Der Wahn sei eine Überzeugung, der man mit rationalen Argumenten nicht beikommen könne, erklärt Rudolf Groß. „Zu versuchen, diesen Menschen vom Gegenteil zu überzeugen, wird kaum etwas bringen. Man trifft dann immer wieder wie auf eine Wand.“

Rat an Angehörige: Nicht sofort widersprechen!

Angehörige sollten lieber deeskalieren, rät Groß: Nicht gleich widersprechen, lieber ein Gespräch aufbauen, um die Situation zu entschärfen. „Erst mal versuchen zu verstehen, was der andere gerade erlebt.“ Häufig komme es vor, sagt Dr. Groß, dass sich Demenzkranke beeinträchtigt fühlen: Sie glauben, dass Nachbarn über sie sprechen, dass sie abgehört werden, dass jemand giftige Gase in die Wohnung einleitet, nennt er einige Beispiele.

Die Angehörigen sollten Hilfe in Anspruch nehmen, rät Dr. Groß, „vor allem, wenn es Konflikte gibt, die in diese Richtung gehen“. Der erste Ansprechpartner sei sicher der Hausarzt, in einer akuten Bedrohungssituation aber auch Polizei und Notarzt.

>> Demente leiden meist an Alzheimer

Rund 60 bis 80 Prozent der dementen Menschen leiden an Alzheimer, 20 bis 30% an Durchblutungsstörungen, Mischformen sind möglich. Andere Ursachen für Demenz sind seltener. „Ab dem 80. Lebensjahr steigt die Häufigkeit von Alzheimer sprunghaft an“, sagt Dr.
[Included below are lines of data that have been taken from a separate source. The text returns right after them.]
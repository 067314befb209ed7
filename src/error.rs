//! Error taxonomy for catalog discovery and snapshot loading.

use std::path::PathBuf;
use thiserror::Error;

#[derive(Debug, Error)]
pub enum PulseError {
    /// The configured data root does not exist.
    #[error("data root not found: {}", .0.display())]
    DataRootMissing(PathBuf),

    /// A concrete region was requested but has no directory under the data root.
    #[error("region '{0}' not found")]
    RegionNotFound(String),

    /// The snapshot file exists but its top-level shape is wrong.
    #[error("malformed snapshot {}: {reason}", .path.display())]
    MalformedSnapshot { path: PathBuf, reason: String },

    /// An entry's metric list is empty or its first element lacks `count`/`amount`.
    #[error("missing metric for '{entry}' in {}: {reason}", .path.display())]
    MissingMetric {
        path: PathBuf,
        entry: String,
        reason: String,
    },

    #[error("failed to read {}: {source}", .path.display())]
    Io {
        path: PathBuf,
        #[source]
        source: std::io::Error,
    },

    /// A snapshot load running on the blocking pool panicked or was cancelled.
    #[error("snapshot load task failed: {0}")]
    Task(#[from] tokio::task::JoinError),
}

impl PulseError {
    pub(crate) fn io(path: impl Into<PathBuf>, source: std::io::Error) -> Self {
        PulseError::Io {
            path: path.into(),
            source,
        }
    }

    /// Returns `true` for errors scoped to a single snapshot file.
    ///
    /// These are recoverable during an all-regions fan-out; everything else
    /// aborts the request.
    pub fn is_per_file(&self) -> bool {
        matches!(
            self,
            PulseError::MalformedSnapshot { .. }
                | PulseError::MissingMetric { .. }
                | PulseError::Io { .. }
        )
    }
}

pub type Result<T> = std::result::Result<T, PulseError>;

#[cfg(test)]
mod tests {
    use super::*;

    #[test]
    fn test_per_file_classification() {
        assert!(!PulseError::DataRootMissing(PathBuf::from("/nope")).is_per_file());
        assert!(!PulseError::RegionNotFound("goa".into()).is_per_file());
        assert!(
            PulseError::MalformedSnapshot {
                path: PathBuf::from("a.json"),
                reason: "x".into(),
            }
            .is_per_file()
        );
        assert!(
            PulseError::MissingMetric {
                path: PathBuf::from("a.json"),
                entry: "pune".into(),
                reason: "empty".into(),
            }
            .is_per_file()
        );
        assert!(
            PulseError::io(
                "a.json",
                std::io::Error::new(std::io::ErrorKind::PermissionDenied, "denied"),
            )
            .is_per_file()
        );
    }

    #[test]
    fn test_display_includes_path() {
        let err = PulseError::DataRootMissing(PathBuf::from("/data/pulse"));
        assert_eq!(err.to_string(), "data root not found: /data/pulse");
    }
}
Rudolf Groß. Der eigentliche Prozess dieser Erkrankung beginne bereits Jahrzehnte zuvor, die Symptome zeigten sich aber erst später. Faktoren, denen man eine Schutzwirkung vor Alzheimer zuschreibt, seien allgemein eine gesunde Ernährung – etwa die Mittelmeerdiät – und Bewegung. „Bewegung ist noch wichtiger als das so genannte Gehirnjogging“, so Dr. Groß. Bewegung rege den Stoffwechsel an.
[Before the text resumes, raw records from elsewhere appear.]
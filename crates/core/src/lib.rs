// Copyright 2025 Ollamometer Contributors
// SPDX-License-Identifier: Apache-2.0

//! Core types for Ollamometer.
//!
//! This crate holds the pieces every other crate builds on:
//!
//! - [`progress`] - the shared [`ProgressTracker`] for the single current
//!   operation
//! - [`stream`] - [`ProgressStream`], the per-observer snapshot-and-diff feed
//! - [`metrics`] - pure metric derivation for measurement records
//! - [`measurement`] - [`MeasurementRecord`] and [`ResultSet`]
//! - [`backend`] - the [`InferenceBackend`] contract
//! - [`config`] - layered application configuration
//! - [`telemetry`] - tracing subscriber setup

#![warn(missing_docs, rust_2018_idioms)]
#![deny(unsafe_code)]

pub mod backend;
pub mod config;
pub mod error;
pub mod measurement;
pub mod metrics;
pub mod progress;
pub mod stream;
pub mod telemetry;

pub use backend::{BackendError, GenerateResponse, InferenceBackend, LoadedModel, PullProgress};
pub use config::{AppConfig, PromptSpec};
pub use error::{CoreError, Result};
pub use measurement::{BenchmarkUnit, MeasurementRecord, ResultSet};
pub use metrics::{ComputeMode, DerivedMetrics};
pub use progress::{
    OperationKind, OperationState, OperationStatus, ProgressTracker, ProgressUpdate,
};
pub use stream::{ProgressEvent, ProgressStream, StreamSettings};
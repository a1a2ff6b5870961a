// Copyright 2025 Ollamometer Contributors
// SPDX-License-Identifier: Apache-2.0

pub mod operations;
pub mod progress;
pub mod prometheus;
pub mod results;
pub mod status;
Die medizinische Forschung suche nach Methoden, Alzheimer frühzeitig zu erkennen und einen Impfstoff/Antikörper gegen die zerstörerischen Proteine zu entwickeln. Derzeit sei es nur möglich, ein Medikament zu verabreichen, das die Signalübertragung im Gehirn verbessert. Dadurch werde die Alltagkompetenz für ein halbes bis ein Jahr verbessert. Der fortschreitende Abbauprozess lässt sich noch nicht aufhalten.